На опушке леса, что недалеко от Царицина, красноармеец Вениамин Морозов, при винтовке, сидит на пеньке у тропинки и переобувается. Вдруг из леса, прямо на него, выскакивает казак на коне и нетерпеливо спрашивает:

– Эй, служивый, какая сотня здесь стоит?

Венька встает, берет винтовку, кладет палец на спусковой крючок, смотрит на казака и отвечает:

– Нет здесь никакой сотни… и не было…

Казак, заподозрив что—то неладное, начинает осматриваться. Венька держит руку на спусковом крючке винтовки. Казак все понял. На лице его появляется «улыбка смерти».

Лицо Веньки чуть напряжено, он выжидает, что будет делать противник. Казак чуть приподнимается в седле, чтобы снять винтовку с плеча. Венька уже стреляет. Казак шатается в седле, крепко зажав в кулаке сбрую, и недоуменно смотрит на Веньку. Винтовка срывается с плеча казака и падает на землю.

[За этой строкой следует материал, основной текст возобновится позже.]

//! Secret metadata and revision records.

use chrono::{DateTime, Duration, Utc};
use serde::{Deserialize, Serialize};
use std::collections::{BTreeMap, BTreeSet};
use std::fmt;
use std::str::FromStr;

use super::error::SecretsError;
use super::provider::ProviderKind;
use super::tag::{EntityTag, TagKind};
use super::uri::SecretUri;

/// Backend-specific options attached to a secret.
pub type SecretParams = BTreeMap<String, serde_json::Value>;

/// Visibility scope of a secret.
#[derive(Debug, Clone, Copy, PartialEq, Eq, Hash, Serialize, Deserialize)]
#[serde(rename_all = "snake_case")]
pub enum SecretScope {
    Unit,
    Application,
    Model,
}

impl SecretScope {
    pub fn as_str(&self) -> &'static str {
        match self {
            Self::Unit => "unit",
            Self::Application => "application",
            Self::Model => "model",
        }
    }

    /// Default scope for secrets owned by `owner`.
    pub fn for_owner(owner: &EntityTag) -> Self {
        match owner.kind() {
            TagKind::Unit => Self::Unit,
            TagKind::Application => Self::Application,
            TagKind::Model => Self::Model,
        }
    }
}

impl fmt::Display for SecretScope {
    fn fmt(&self, f: &mut fmt::Formatter<'_>) -> fmt::Result {
        write!(f, "{}", self.as_str())
    }
}

impl FromStr for SecretScope {
    type Err = SecretsError;

    fn from_str(s: &str) -> Result<Self, Self::Err> {
        match s {
            "unit" => Ok(Self::Unit),
            "application" => Ok(Self::Application),
            "model" => Ok(Self::Model),
            _ => Err(SecretsError::validation_field(format!("unknown secret scope {:?}", s), "scope")),
        }
    }
}

/// How often a secret's owner is asked to rotate it.
#[derive(Debug, Clone, Copy, Default, PartialEq, Eq, Hash, Serialize, Deserialize)]
#[serde(rename_all = "snake_case")]
pub enum RotatePolicy {
    #[default]
    Never,
    Hourly,
    Daily,
    Weekly,
    Monthly,
    Quarterly,
    Yearly,
}

impl RotatePolicy {
    pub fn as_str(&self) -> &'static str {
        match self {
            Self::Never => "never",
            Self::Hourly => "hourly",
            Self::Daily => "daily",
            Self::Weekly => "weekly",
            Self::Monthly => "monthly",
            Self::Quarterly => "quarterly",
            Self::Yearly => "yearly",
        }
    }

    pub fn will_rotate(&self) -> bool {
        !matches!(self, Self::Never)
    }

    pub fn interval(&self) -> Option<Duration> {
        match self {
            Self::Never => None,
            Self::Hourly => Some(Duration::hours(1)),
            Self::Daily => Some(Duration::days(1)),
            Self::Weekly => Some(Duration::weeks(1)),
            Self::Monthly => Some(Duration::days(30)),
            Self::Quarterly => Some(Duration::days(90)),
            Self::Yearly => Some(Duration::days(365)),
        }
    }

    /// Next rotation time counted from `from`, if this policy rotates.
    pub fn next_rotate_time(&self, from: DateTime<Utc>) -> Option<DateTime<Utc>> {
        self.interval().map(|i| from + i)
    }
}

impl fmt::Display for RotatePolicy {
    fn fmt(&self, f: &mut fmt::Formatter<'_>) -> fmt::Result {
        write!(f, "{}", self.as_str())
    }
}

impl FromStr for RotatePolicy {
    type Err = SecretsError;

    fn from_str(s: &str) -> Result<Self, Self::Err> {
        match s {
            "" | "never" => Ok(Self::Never),
            "hourly" => Ok(Self::Hourly),
            "daily" => Ok(Self::Daily),
            "weekly" => Ok(Self::Weekly),
            "monthly" => Ok(Self::Monthly),
            "quarterly" => Ok(Self::Quarterly),
            "yearly" => Ok(Self::Yearly),
            _ => Err(SecretsError::validation_field(
                format!("unknown rotate policy {:?}", s),
                "rotate_policy",
            )),
        }
    }
}

/// Catalog record for a secret lineage. `uri` and `owner_tag` never change.
#[derive(Debug, Clone, PartialEq, Serialize, Deserialize)]
pub struct SecretMetadata {
    pub uri: SecretUri,
    pub owner_tag: EntityTag,
    pub provider_label: ProviderKind,
    /// Record version, bumped on every metadata update.
    pub version: u32,
    pub scope: SecretScope,
    pub label: Option<String>,
    pub description: Option<String>,
    pub rotate_policy: RotatePolicy,
    pub next_rotate_time: Option<DateTime<Utc>>,
    pub expire_time: Option<DateTime<Utc>>,
    #[serde(default)]
    pub params: SecretParams,
    pub latest_revision: u32,
    pub create_time: DateTime<Utc>,
    pub update_time: DateTime<Utc>,
}

/// One immutable revision of a secret's content.
#[derive(Debug, Clone, PartialEq, Eq, Serialize, Deserialize)]
pub struct SecretRevision {
    pub uri: SecretUri,
    pub revision: u32,
    /// Backend content address, see [`SecretUri::name`].
    pub address: String,
    /// SHA-256 of the encoded content.
    pub checksum: String,
    pub create_time: DateTime<Utc>,
}

/// Set of (URI, revision) pairs handed to credential scoping.
#[derive(Debug, Clone, Default, PartialEq, Eq)]
pub struct SecretRevisions(BTreeMap<SecretUri, BTreeSet<u32>>);

impl SecretRevisions {
    pub fn new() -> Self {
        Self::default()
    }

    pub fn add(&mut self, uri: SecretUri, revisions: impl IntoIterator<Item = u32>) {
        self.0.entry(uri).or_default().extend(revisions);
    }

    pub fn contains(&self, uri: &SecretUri, revision: u32) -> bool {
        self.0.get(uri).is_some_and(|revs| revs.contains(&revision))
    }

    pub fn uris(&self) -> impl Iterator<Item = &SecretUri> {
        self.0.keys()
    }

    pub fn revisions(&self, uri: &SecretUri) -> Option<&BTreeSet<u32>> {
        self.0.get(uri)
    }

    pub fn is_empty(&self) -> bool {
        self.0.is_empty()
    }

    pub fn len(&self) -> usize {
        self.0.len()
    }
}

impl FromIterator<(SecretUri, u32)> for SecretRevisions {
    fn from_iter<T: IntoIterator<Item = (SecretUri, u32)>>(iter: T) -> Self {
        let mut revisions = Self::new();
        for (uri, rev) in iter {
            revisions.add(uri, [rev]);
        }
        revisions
    }
}

#[cfg(test)]
mod tests {
    use super::*;

    #[test]
    fn test_rotate_policy_parse_and_interval() {
        assert_eq!("".parse::<RotatePolicy>().unwrap(), RotatePolicy::Never);
        assert_eq!("daily".parse::<RotatePolicy>().unwrap(), RotatePolicy::Daily);
        assert!("fortnightly".parse::<RotatePolicy>().is_err());

        let now = Utc::now();
        assert_eq!(RotatePolicy::Never.next_rotate_time(now), None);
        assert_eq!(RotatePolicy::Hourly.next_rotate_time(now), Some(now + Duration::hours(1)));
        assert!(RotatePolicy::Weekly.will_rotate());
    }

    #[test]
    fn test_scope_defaults_to_owner_kind() {
        let unit = EntityTag::unit("mysql/0").unwrap();
        let app = EntityTag::application("mysql").unwrap();
        assert_eq!(SecretScope::for_owner(&unit), SecretScope::Unit);
        assert_eq!(SecretScope::for_owner(&app), SecretScope::Application);
    }

    #[test]
    fn test_secret_revisions_set() {
        let a = SecretUri::new("aaa").unwrap();
        let b = SecretUri::new("bbb").unwrap();
        let revs: SecretRevisions = [(a.clone(), 0), (a.clone(), 1), (b.clone(), 3)].into_iter().collect();

        assert_eq!(revs.len(), 2);
        assert!(revs.contains(&a, 1));
        assert!(!revs.contains(&b, 0));
        assert_eq!(revs.uris().cloned().collect::<Vec<_>>(), vec![a, b]);
    }
}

Сразу же становится очень тихо, только щебет птиц и шелест листьев чуть нарушают тишину леса. Вдруг казак расслабляет кулак и падает с лошади, застряв одной ногой в стремени. Лошадь от испуга храпит и дергается.

Морозов оглядывается по сторонам. Голая лесная опушка. Пустая лесная тропинка. Мертвый казак на земле… левая нога в стремени. Рядом с телом стоит и фыркает лошадь. Венька подходит к лошади и высвобождает стремя. Снимает с убитого сапоги и полевую сумку. Отцепляет шашку, поднимает с земли винтовку и аккуратно приторачивает к седлу лошади. Все это Венька делает неторопливо, по—хозяйски. Затем осматривается, садится на лошадь и скачет прочь.


Над полем боя ранним утром всходит солнце. На вытоптанной, забросанной гильзами и осколками от снарядов земле, на залитой солдатской кровью, но все еще зеленой, траве лежат раненые бойцы. Им помогают… их перевязывают врачи и медсестры. Мертвых уносит похоронная команда.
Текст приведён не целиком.